What is cache invalidation and why is it hard?+
Cache invalidation is determining when cached data is stale and removing it so the next request gets fresh data. It's considered one of the two hard problems in computer science (along with naming things). The difficulty: you need to know when upstream data changes, track which cached entries depend on that data, and invalidate exactly those entries without invalidating everything (which defeats the purpose of caching). In practice: time-based expiration (TTL) is simple but causes lag between data changes and cache updates. Event-driven invalidation is more accurate but requires infrastructure to propagate change events. Most systems use a combination.
What HTTP headers control browser caching?+
Cache-Control is the primary directive. 'Cache-Control: max-age=31536000, immutable' means cache for 1 year and the content won't change (used for versioned assets). 'Cache-Control: no-cache' means the browser can store it but must revalidate with the server on each use. 'Cache-Control: no-store' means don't cache at all. 'Cache-Control: public' allows CDNs to cache; 'private' means only browser cache, not shared caches. ETag provides a fingerprint of the content — the browser sends back 'If-None-Match: [etag]' on subsequent requests; if the ETag matches, the server returns 304 Not Modified instead of the full content.

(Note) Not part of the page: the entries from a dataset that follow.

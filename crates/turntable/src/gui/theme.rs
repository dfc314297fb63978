use gtk::gdk;
use gtk::prelude::*;
use gtk4 as gtk;
use palette::Srgba;

/// Colours for the parts drawn without an image.
pub struct ThemeColors {
    pub disk: Srgba<f64>,
    pub label: Srgba<f64>,
    pub spindle: Srgba<f64>,
    pub note: Srgba<f64>,
}

impl ThemeColors {
    pub fn from_context(context: &gtk::StyleContext) -> Self {
        Self {
            disk: Self::lookup_color(
                context,
                "theme_fg_color",
                Srgba::new(0.08, 0.08, 0.08, 1.0),
                Some(1.0),
            ),
            label: Self::lookup_color(
                context,
                "theme_selected_bg_color",
                Srgba::new(0.85, 0.25, 0.3, 1.0),
                Some(1.0),
            ),
            spindle: Self::lookup_color(
                context,
                "theme_bg_color",
                Srgba::new(0.9, 0.9, 0.9, 1.0),
                None,
            ),
            note: Self::lookup_color(
                context,
                "theme_selected_bg_color",
                Srgba::new(0.95, 0.35, 0.45, 1.0),
                Some(1.0),
            ),
        }
    }

    fn lookup_color(
        context: &gtk::StyleContext,
        name: &str,
        fallback: Srgba<f64>,
        alpha_override: Option<f64>,
    ) -> Srgba<f64> {
        context
            .lookup_color(name)
            .map(|c| {
                let (r, g, b, a) = (
                    c.red() as f64,
                    c.green() as f64,
                    c.blue() as f64,
                    c.alpha() as f64,
                );
                Srgba::new(r, g, b, alpha_override.unwrap_or(a))
            })
            .unwrap_or(fallback)
    }
}

pub fn load_css() {
    let provider = gtk::CssProvider::new();
    let css_data = "
.turntable-window, .turntable-drawing-area {
    background: none;
    background-color: transparent;
}
";
    provider.load_from_data(css_data);

    if let Some(display) = gdk::Display::default() {
        gtk::style_context_add_provider_for_display(
            &display,
            &provider,
            gtk::STYLE_PROVIDER_PRIORITY_APPLICATION,
        );
    }
}
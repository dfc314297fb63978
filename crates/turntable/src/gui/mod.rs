pub mod app;
pub mod images;
pub mod scene;
pub mod theme;
pub mod view;

pub const NOTE_GLYPH: &str = "\u{266A}";
pub const LABEL_RATIO: f64 = 0.35; // record label vs disk radius
pub const SPINDLE_RATIO: f64 = 0.06;
use crate::config::{self, Settings};
use crate::events::AppEvent;
use crate::gui::scene::Scene;
use crate::gui::theme::{self, ThemeColors};
use crate::gui::view;
use gtk::prelude::*;
use gtk4 as gtk;
use relm4::prelude::*;
use std::cell::{Cell, RefCell};
use std::rc::Rc;
use std::time::Duration;

pub struct AppModel {
    pub scene: Rc<RefCell<Scene>>,
    /// Frame-clock time of the last tick, relative to the first frame.
    pub clock: Rc<Cell<Duration>>,
    pub size: u32,
    pub root: gtk::ApplicationWindow,
}

#[derive(Debug)]
pub enum AppMsg {
    Start,
    Stop,
    Toggle,
    ConfigReload,
    Quit,
}

impl From<AppEvent> for AppMsg {
    fn from(event: AppEvent) -> Self {
        match event {
            AppEvent::Start => AppMsg::Start,
            AppEvent::Stop => AppMsg::Stop,
            AppEvent::Toggle => AppMsg::Toggle,
            AppEvent::ConfigReload => AppMsg::ConfigReload,
        }
    }
}

#[relm4::component(pub)]
impl SimpleComponent for AppModel {
    type Init = (Settings, async_channel::Receiver<AppEvent>);
    type Input = AppMsg;
    type Output = ();

    view! {
        #[root]
        #[name = "window"]
        gtk::ApplicationWindow {
            set_title: Some("Turntable"),
            set_resizable: false,
            add_css_class: "turntable-window",

            add_controller = gtk::EventControllerKey {
                connect_key_pressed[sender] => move |_, key, _, _| {
                    match key {
                        gtk::gdk::Key::space => {
                            sender.input(AppMsg::Toggle);
                            glib::Propagation::Stop
                        }
                        gtk::gdk::Key::Escape => {
                            sender.input(AppMsg::Quit);
                            glib::Propagation::Stop
                        }
                        _ => glib::Propagation::Proceed,
                    }
                }
            },

            #[name = "drawing_area"]
            gtk::DrawingArea {
                #[watch]
                set_content_width: model.size as i32,
                #[watch]
                set_content_height: model.size as i32,
                add_css_class: "turntable-drawing-area",

                add_controller = gtk::GestureClick {
                    connect_released[sender] => move |_, _, _, _| {
                        sender.input(AppMsg::Toggle);
                    }
                }
            }
        }
    }

    fn init(
        init: Self::Init,
        root: Self::Root,
        sender: ComponentSender<Self>,
    ) -> ComponentParts<Self> {
        let (settings, rx) = init;

        theme::load_css();

        let scene = Scene::build(&settings).unwrap_or_else(|e| {
            log::error!("Unusable settings, showing the default disk: {}", e);
            Scene::fallback()
        });
        let size = scene.size();
        let scene = Rc::new(RefCell::new(scene));
        let clock = Rc::new(Cell::new(Duration::ZERO));

        let model = AppModel {
            scene: scene.clone(),
            clock: clock.clone(),
            size,
            root: root.clone(),
        };

        let widgets = view_output!();

        let scene_draw = scene.clone();
        widgets
            .drawing_area
            .set_draw_func(move |drawing_area, cr, _, _| {
                let style_context = drawing_area.style_context();
                let colors = ThemeColors::from_context(&style_context);
                if let Err(e) = view::draw(cr, &scene_draw.borrow(), &colors) {
                    log::error!("Drawing error: {}", e);
                }
            });

        let scene_tick = scene.clone();
        let first_frame = Cell::new(None::<i64>);
        widgets
            .drawing_area
            .add_tick_callback(move |drawing_area, frame_clock| {
                // microseconds
                let frame_time = frame_clock.frame_time();
                let origin = first_frame.get().unwrap_or(frame_time);
                first_frame.set(Some(origin));

                let now = Duration::from_micros((frame_time - origin).max(0) as u64);
                clock.set(now);
                scene_tick.borrow_mut().frame(now);
                drawing_area.queue_draw();
                glib::ControlFlow::Continue
            });

        let sender_clone = sender.clone();
        relm4::spawn(async move {
            while let Ok(event) = rx.recv().await {
                sender_clone.input(AppMsg::from(event));
            }
        });

        if settings.autostart {
            sender.input(AppMsg::Start);
        }

        ComponentParts { model, widgets }
    }

    fn update(&mut self, msg: Self::Input, _sender: ComponentSender<Self>) {
        let now = self.clock.get();
        match msg {
            AppMsg::Start => self.scene.borrow_mut().start(now),
            AppMsg::Stop => self.scene.borrow_mut().stop(),
            AppMsg::Toggle => self.scene.borrow_mut().toggle(now),
            AppMsg::ConfigReload => match config::load_settings() {
                Ok(settings) => self.reload(&settings, now),
                Err(e) => log::error!("Failed to reload config: {}", e),
            },
            AppMsg::Quit => self.root.close(),
        }
    }
}

impl AppModel {
    /// Swaps in a controller built from `settings`, keeping it running if
    /// the old one was. Notes in flight move over when the layout allows.
    fn reload(&mut self, settings: &Settings, now: Duration) {
        let mut scene = match Scene::build(settings) {
            Ok(scene) => scene,
            Err(e) => {
                log::error!("Failed to rebuild music disk: {}", e);
                return;
            }
        };

        let mut previous = self.scene.borrow_mut();
        if scene.carry_over(&mut previous) {
            log::debug!("Kept {} notes across reload", scene.disk.live_count());
        }
        if previous.disk.is_running() {
            scene.start(now);
        }
        drop(previous);

        self.size = scene.size();
        *self.scene.borrow_mut() = scene;
        log::info!("Configuration reloaded");
    }
}
use derive_more::{AsRef, Deref, Display, From, Into};
use serde::{Deserialize, Serialize};
use serde_with::DeserializeFromStr;
use std::time::Duration;
use strum::{Display as StrumDisplay, EnumIter, EnumString};
use thiserror::Error;

pub const DEFAULT_DURATION_MILLIS: u64 = 3000;
pub const DEFAULT_MUSIC_ICON_NUM: u32 = 2;
pub const DEFAULT_DISK_IMAGE: &str = "music_disk";
pub const DEFAULT_PARTICLE_IMAGES: [&str; 6] = [
    "music_icon_0",
    "music_icon_1",
    "music_icon_2",
    "music_icon_3",
    "music_icon_4",
    "music_icon_5",
];

/// Asset name or path of an image; the host decides how to load it.
#[derive(
    Debug, Clone, PartialEq, Eq, Hash, Serialize, Deserialize, Display, Deref, From, Into, AsRef,
)]
#[serde(transparent)]
pub struct ImageRef(String);

crate::impl_string_newtype!(ImageRef);

/// What `start()` does to a disk that is already spinning.
#[derive(
    Debug,
    Clone,
    Copy,
    Default,
    PartialEq,
    Eq,
    Hash,
    Serialize,
    DeserializeFromStr,
    EnumString,
    EnumIter,
    StrumDisplay,
)]
#[strum(ascii_case_insensitive)]
#[serde(rename_all = "kebab-case")]
pub enum RotationRestart {
    /// Rewind the rotation to 0° on every start.
    #[default]
    #[strum(to_string = "always")]
    Always,
    #[strum(to_string = "if-stopped", serialize = "ifstopped", serialize = "if_stopped")]
    IfStopped,
}

#[derive(Error, Debug, Clone, PartialEq, Eq)]
pub enum ConfigError {
    #[error("Animation duration must be positive")]
    ZeroDuration,
    #[error("Music icon count must be positive")]
    ZeroIconCount,
    #[error("At least one particle image is required")]
    NoParticleImages,
    #[error("Spawn interval {duration:?} / {count} rounds down to zero")]
    IntervalTooShort { duration: Duration, count: u32 },
}

/// Validated, immutable settings of one disk widget.
#[derive(Debug, Clone, PartialEq)]
pub struct DiskConfig {
    animation_duration: Duration,
    music_icon_num: u32,
    disk_image: ImageRef,
    particle_images: Vec<ImageRef>,
    rotation_restart: RotationRestart,
}

impl DiskConfig {
    pub fn builder() -> DiskConfigBuilder {
        DiskConfigBuilder::default()
    }

    pub fn animation_duration(&self) -> Duration {
        self.animation_duration
    }

    /// How many notes are meant to be on screen at once.
    pub fn music_icon_num(&self) -> u32 {
        self.music_icon_num
    }

    pub fn disk_image(&self) -> &ImageRef {
        &self.disk_image
    }

    pub fn particle_images(&self) -> &[ImageRef] {
        &self.particle_images
    }

    pub fn rotation_restart(&self) -> RotationRestart {
        self.rotation_restart
    }

    /// A note lives for one animation duration and a new one appears every
    /// `duration / count`, so about `count` notes are live at any time.
    pub fn spawn_interval(&self) -> Duration {
        self.animation_duration / self.music_icon_num
    }

    /// One full turn of the disk takes two note lifetimes.
    pub fn rotation_period(&self) -> Duration {
        self.animation_duration * 2
    }
}

impl Default for DiskConfig {
    fn default() -> Self {
        Self {
            animation_duration: Duration::from_millis(DEFAULT_DURATION_MILLIS),
            music_icon_num: DEFAULT_MUSIC_ICON_NUM,
            disk_image: ImageRef::from(DEFAULT_DISK_IMAGE),
            particle_images: DEFAULT_PARTICLE_IMAGES
                .iter()
                .copied()
                .map(ImageRef::from)
                .collect(),
            rotation_restart: RotationRestart::default(),
        }
    }
}

#[derive(Debug, Clone, Default)]
pub struct DiskConfigBuilder {
    config: DiskConfig,
}

impl DiskConfigBuilder {
    pub fn disk_image(mut self, image: impl Into<ImageRef>) -> Self {
        self.config.disk_image = image.into();
        self
    }

    pub fn animation_duration(mut self, duration: Duration) -> Self {
        self.config.animation_duration = duration;
        self
    }

    pub fn animation_duration_millis(self, millis: u64) -> Self {
        self.animation_duration(Duration::from_millis(millis))
    }

    pub fn music_icon_num(mut self, count: u32) -> Self {
        self.config.music_icon_num = count;
        self
    }

    pub fn particle_images<I>(mut self, images: I) -> Self
    where
        I: IntoIterator,
        I::Item: Into<ImageRef>,
    {
        self.config.particle_images = images.into_iter().map(Into::into).collect();
        self
    }

    pub fn rotation_restart(mut self, policy: RotationRestart) -> Self {
        self.config.rotation_restart = policy;
        self
    }

    pub fn build(self) -> Result<DiskConfig, ConfigError> {
        let config = self.config;
        if config.animation_duration.is_zero() {
            return Err(ConfigError::ZeroDuration);
        }
        if config.music_icon_num == 0 {
            return Err(ConfigError::ZeroIconCount);
        }
        if config.particle_images.is_empty() {
            return Err(ConfigError::NoParticleImages);
        }
        if config.spawn_interval().is_zero() {
            return Err(ConfigError::IntervalTooShort {
                duration: config.animation_duration,
                count: config.music_icon_num,
            });
        }
        Ok(config)
    }
}
use crate::config::{SettingsError, get_config_path};
use crate::events::AppEvent;
use async_channel::Sender;
use notify::{Event, EventKind, RecommendedWatcher, RecursiveMode, Watcher};
use std::path::{Path, PathBuf};
use std::time::Duration;

/// Editors save in several steps; events this close together are one reload.
const SETTLE: Duration = Duration::from_millis(150);

/// Sends [`AppEvent::ConfigReload`] whenever `config.toml` or an image in
/// `assets_dir` changes. Returns once the UI side of `tx` is gone.
pub async fn watch_settings(
    tx: Sender<AppEvent>,
    assets_dir: Option<PathBuf>,
) -> Result<(), SettingsError> {
    let config_path = get_config_path()?;
    let config_dir = config_path
        .parent()
        .ok_or(SettingsError::ConfigDirNotFound)?
        .to_path_buf();
    fs_err::create_dir_all(&config_dir).map_err(|e| SettingsError::Notify(e.into()))?;

    let (bridge_tx, bridge_rx) = async_channel::unbounded();
    let mut watcher = RecommendedWatcher::new(
        move |res| {
            let _ = bridge_tx.send_blocking(res);
        },
        notify::Config::default(),
    )?;
    watcher.watch(&config_dir, RecursiveMode::NonRecursive)?;

    // assets/ under the config dir only shows up as a directory event there
    let assets_dir = assets_dir.filter(|dir| dir.is_dir());
    if let Some(dir) = &assets_dir {
        watcher.watch(dir, RecursiveMode::NonRecursive)?;
        log::debug!("Watching {} for image changes", dir.display());
    }

    while let Ok(res) = bridge_rx.recv().await {
        let event = match res {
            Ok(event) => event,
            Err(e) => {
                log::warn!("Watch error: {}", e);
                continue;
            }
        };
        if !triggers_reload(&event, &config_path, assets_dir.as_deref()) {
            continue;
        }

        tokio::time::sleep(SETTLE).await;
        while bridge_rx.try_recv().is_ok() {}

        log::debug!("{:?} changed, reloading", event.paths);
        if tx.send(AppEvent::ConfigReload).await.is_err() {
            break;
        }
    }
    Ok(())
}

fn triggers_reload(event: &Event, config_path: &Path, assets_dir: Option<&Path>) -> bool {
    let changed = matches!(
        event.kind,
        EventKind::Modify(_) | EventKind::Create(_) | EventKind::Remove(_)
    );
    changed
        && event.paths.iter().any(|path| {
            path == config_path || assets_dir.is_some_and(|dir| path.parent() == Some(dir))
        })
}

What's the difference between Redis and Memcached for caching?+
Both are in-memory data stores used for caching. Memcached is simpler — key-value pairs, fast, good for simple caching scenarios, multi-threaded. Redis is more capable — it supports data structures (lists, sets, sorted sets, hashes), persistence to disk, pub/sub messaging, Lua scripting, and cluster mode. For pure caching with no other needs: either works, Memcached has slightly lower overhead. For caching plus other features (sessions, job queues, pub/sub, leaderboards): Redis is almost always the choice. Redis has largely replaced Memcached in new deployments because the additional capabilities come with minimal added complexity.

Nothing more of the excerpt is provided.